▶ _Material for this task_:
==============================

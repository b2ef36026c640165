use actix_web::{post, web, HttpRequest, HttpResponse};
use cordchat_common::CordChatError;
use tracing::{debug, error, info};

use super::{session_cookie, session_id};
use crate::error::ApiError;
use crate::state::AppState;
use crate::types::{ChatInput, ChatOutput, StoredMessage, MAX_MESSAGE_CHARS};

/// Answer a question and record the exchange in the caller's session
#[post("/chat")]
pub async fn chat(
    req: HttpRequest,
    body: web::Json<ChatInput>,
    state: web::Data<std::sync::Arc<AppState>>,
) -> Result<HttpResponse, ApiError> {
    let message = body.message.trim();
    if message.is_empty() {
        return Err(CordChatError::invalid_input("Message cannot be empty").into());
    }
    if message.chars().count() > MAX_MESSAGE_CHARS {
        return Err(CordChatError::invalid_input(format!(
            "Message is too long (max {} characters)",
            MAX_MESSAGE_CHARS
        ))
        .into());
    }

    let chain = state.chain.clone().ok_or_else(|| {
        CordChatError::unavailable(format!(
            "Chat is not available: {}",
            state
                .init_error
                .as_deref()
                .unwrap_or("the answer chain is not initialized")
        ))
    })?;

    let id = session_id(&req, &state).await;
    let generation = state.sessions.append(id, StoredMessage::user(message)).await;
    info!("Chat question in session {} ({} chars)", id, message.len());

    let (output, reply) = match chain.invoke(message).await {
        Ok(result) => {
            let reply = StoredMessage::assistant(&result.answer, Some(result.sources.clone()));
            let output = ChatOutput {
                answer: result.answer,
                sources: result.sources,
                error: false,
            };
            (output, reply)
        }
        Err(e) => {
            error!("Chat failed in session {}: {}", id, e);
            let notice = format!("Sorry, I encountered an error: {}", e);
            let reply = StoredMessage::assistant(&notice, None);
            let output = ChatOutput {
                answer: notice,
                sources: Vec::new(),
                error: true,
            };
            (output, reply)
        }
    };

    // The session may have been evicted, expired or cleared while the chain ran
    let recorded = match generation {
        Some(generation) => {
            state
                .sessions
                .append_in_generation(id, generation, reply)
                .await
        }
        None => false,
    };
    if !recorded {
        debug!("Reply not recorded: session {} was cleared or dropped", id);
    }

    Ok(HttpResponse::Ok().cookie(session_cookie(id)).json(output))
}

==============================

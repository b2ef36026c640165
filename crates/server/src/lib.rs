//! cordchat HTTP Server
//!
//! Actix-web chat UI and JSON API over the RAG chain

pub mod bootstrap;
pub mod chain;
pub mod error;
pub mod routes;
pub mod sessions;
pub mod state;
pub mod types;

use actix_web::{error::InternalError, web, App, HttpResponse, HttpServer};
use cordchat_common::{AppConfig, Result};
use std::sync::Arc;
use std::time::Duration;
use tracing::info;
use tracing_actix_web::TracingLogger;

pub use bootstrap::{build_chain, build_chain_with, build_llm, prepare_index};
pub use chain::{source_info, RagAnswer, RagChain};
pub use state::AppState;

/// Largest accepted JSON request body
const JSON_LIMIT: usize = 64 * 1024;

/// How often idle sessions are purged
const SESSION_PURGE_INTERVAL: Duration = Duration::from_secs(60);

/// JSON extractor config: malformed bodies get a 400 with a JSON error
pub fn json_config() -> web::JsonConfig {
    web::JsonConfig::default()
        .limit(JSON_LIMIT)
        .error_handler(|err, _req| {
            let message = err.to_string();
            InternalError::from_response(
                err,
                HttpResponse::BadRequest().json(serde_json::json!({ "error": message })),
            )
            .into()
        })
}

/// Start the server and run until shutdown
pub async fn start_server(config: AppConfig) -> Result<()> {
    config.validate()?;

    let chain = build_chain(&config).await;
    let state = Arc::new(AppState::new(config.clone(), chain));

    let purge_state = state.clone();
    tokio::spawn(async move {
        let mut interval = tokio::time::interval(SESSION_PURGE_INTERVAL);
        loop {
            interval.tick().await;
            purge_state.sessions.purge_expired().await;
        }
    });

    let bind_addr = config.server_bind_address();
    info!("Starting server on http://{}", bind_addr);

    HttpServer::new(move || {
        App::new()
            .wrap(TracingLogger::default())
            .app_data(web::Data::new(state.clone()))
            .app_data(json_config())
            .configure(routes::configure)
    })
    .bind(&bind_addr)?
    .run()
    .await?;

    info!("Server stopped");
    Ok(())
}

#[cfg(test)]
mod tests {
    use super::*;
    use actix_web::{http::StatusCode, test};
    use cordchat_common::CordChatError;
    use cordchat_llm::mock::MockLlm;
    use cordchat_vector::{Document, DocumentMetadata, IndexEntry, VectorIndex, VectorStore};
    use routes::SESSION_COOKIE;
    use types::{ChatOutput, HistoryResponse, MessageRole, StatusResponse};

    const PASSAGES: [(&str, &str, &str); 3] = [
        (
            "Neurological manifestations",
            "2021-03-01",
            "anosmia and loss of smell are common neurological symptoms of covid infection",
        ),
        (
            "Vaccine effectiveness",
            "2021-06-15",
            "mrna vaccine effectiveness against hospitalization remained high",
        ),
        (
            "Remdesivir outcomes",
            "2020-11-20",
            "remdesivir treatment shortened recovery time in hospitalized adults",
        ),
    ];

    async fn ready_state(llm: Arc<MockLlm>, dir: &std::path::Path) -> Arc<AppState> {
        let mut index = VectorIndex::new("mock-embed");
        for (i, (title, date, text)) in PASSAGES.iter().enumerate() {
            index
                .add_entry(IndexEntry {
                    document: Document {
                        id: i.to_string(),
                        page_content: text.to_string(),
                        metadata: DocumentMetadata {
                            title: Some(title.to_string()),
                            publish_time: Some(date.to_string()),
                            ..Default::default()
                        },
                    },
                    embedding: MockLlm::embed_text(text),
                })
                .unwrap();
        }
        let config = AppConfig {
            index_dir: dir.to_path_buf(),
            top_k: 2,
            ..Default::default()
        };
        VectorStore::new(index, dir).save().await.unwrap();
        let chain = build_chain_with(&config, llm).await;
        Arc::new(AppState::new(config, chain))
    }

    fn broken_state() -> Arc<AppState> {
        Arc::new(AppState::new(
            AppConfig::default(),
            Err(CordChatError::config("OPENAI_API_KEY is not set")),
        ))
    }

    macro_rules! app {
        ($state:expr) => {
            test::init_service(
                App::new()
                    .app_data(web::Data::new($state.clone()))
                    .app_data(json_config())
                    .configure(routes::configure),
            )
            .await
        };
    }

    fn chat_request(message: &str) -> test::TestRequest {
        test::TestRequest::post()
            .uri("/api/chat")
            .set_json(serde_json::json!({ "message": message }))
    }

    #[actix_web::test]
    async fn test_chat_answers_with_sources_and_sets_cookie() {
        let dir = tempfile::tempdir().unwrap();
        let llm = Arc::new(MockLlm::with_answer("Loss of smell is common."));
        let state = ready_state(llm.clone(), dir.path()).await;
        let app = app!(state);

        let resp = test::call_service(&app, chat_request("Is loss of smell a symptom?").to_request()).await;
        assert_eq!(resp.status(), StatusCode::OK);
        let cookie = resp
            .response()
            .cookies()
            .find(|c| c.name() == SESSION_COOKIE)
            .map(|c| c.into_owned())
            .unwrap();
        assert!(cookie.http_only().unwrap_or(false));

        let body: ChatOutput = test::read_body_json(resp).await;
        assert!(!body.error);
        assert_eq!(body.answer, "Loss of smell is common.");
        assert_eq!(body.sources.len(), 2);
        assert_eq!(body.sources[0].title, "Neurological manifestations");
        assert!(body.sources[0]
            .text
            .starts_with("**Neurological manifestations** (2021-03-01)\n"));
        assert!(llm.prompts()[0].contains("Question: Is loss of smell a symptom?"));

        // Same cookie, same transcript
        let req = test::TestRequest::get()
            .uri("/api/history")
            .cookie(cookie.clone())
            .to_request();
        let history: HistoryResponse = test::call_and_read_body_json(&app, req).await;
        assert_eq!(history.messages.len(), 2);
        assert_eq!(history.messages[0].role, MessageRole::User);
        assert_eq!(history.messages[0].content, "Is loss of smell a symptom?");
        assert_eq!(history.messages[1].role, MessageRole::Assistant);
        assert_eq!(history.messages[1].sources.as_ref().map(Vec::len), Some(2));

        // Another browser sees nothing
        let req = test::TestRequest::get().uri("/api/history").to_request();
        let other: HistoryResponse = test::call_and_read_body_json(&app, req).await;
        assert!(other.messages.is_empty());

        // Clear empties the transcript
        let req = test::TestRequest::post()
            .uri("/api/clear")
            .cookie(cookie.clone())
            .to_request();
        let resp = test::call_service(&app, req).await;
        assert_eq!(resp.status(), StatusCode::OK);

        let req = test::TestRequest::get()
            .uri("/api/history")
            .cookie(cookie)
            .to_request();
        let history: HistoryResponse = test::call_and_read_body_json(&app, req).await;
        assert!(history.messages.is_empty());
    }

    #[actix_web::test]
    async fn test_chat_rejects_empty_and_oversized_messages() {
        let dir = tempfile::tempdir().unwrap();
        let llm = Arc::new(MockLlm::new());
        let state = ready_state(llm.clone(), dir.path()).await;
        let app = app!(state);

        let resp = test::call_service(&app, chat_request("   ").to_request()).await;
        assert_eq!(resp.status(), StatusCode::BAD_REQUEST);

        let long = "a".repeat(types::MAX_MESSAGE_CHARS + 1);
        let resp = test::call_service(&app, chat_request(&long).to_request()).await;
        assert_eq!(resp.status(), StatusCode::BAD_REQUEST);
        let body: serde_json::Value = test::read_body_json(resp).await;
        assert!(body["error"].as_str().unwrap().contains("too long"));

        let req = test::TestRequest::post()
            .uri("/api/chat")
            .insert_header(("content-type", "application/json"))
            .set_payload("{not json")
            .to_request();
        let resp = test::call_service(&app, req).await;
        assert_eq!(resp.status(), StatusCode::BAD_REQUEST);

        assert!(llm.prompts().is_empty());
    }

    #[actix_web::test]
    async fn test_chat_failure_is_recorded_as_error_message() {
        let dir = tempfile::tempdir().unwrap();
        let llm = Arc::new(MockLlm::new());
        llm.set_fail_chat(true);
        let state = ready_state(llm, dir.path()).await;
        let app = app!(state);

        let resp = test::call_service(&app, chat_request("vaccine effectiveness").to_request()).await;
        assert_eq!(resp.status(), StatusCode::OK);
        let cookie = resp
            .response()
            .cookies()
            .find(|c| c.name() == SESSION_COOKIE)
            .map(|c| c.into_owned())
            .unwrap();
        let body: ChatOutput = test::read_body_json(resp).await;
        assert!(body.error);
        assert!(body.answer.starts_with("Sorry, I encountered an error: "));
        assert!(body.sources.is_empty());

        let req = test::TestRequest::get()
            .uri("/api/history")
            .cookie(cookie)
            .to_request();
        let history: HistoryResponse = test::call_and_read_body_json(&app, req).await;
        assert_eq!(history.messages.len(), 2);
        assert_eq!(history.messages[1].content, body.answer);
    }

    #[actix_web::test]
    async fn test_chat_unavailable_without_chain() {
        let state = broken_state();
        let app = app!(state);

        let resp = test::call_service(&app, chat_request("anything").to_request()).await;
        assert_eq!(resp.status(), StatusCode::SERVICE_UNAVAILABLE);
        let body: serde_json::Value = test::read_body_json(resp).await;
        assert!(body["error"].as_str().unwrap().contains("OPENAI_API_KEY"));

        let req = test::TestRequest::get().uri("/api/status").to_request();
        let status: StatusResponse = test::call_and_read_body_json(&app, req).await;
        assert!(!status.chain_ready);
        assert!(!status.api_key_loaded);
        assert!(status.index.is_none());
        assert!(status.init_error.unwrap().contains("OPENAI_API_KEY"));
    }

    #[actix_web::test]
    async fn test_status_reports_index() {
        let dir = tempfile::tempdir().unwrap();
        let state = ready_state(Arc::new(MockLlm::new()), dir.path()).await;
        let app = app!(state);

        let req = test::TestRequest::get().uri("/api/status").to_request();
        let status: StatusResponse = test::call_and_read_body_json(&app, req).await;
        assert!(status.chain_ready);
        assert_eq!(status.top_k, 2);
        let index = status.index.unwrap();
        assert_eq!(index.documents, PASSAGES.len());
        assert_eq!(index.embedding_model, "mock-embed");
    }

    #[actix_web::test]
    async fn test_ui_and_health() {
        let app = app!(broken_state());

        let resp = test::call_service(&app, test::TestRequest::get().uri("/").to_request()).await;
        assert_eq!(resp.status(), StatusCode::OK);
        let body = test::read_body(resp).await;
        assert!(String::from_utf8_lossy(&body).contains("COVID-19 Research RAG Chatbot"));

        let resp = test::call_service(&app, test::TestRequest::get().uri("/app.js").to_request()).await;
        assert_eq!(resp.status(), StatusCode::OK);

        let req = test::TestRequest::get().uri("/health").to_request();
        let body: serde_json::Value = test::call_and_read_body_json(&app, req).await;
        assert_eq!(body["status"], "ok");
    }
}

==============================

▶ _What is required_:
What lines of the listing above hold "match"? Copy all of them.

▶ _Exercise response_:
    let (output, reply) = match chain.invoke(message).await {
    let recorded = match generation {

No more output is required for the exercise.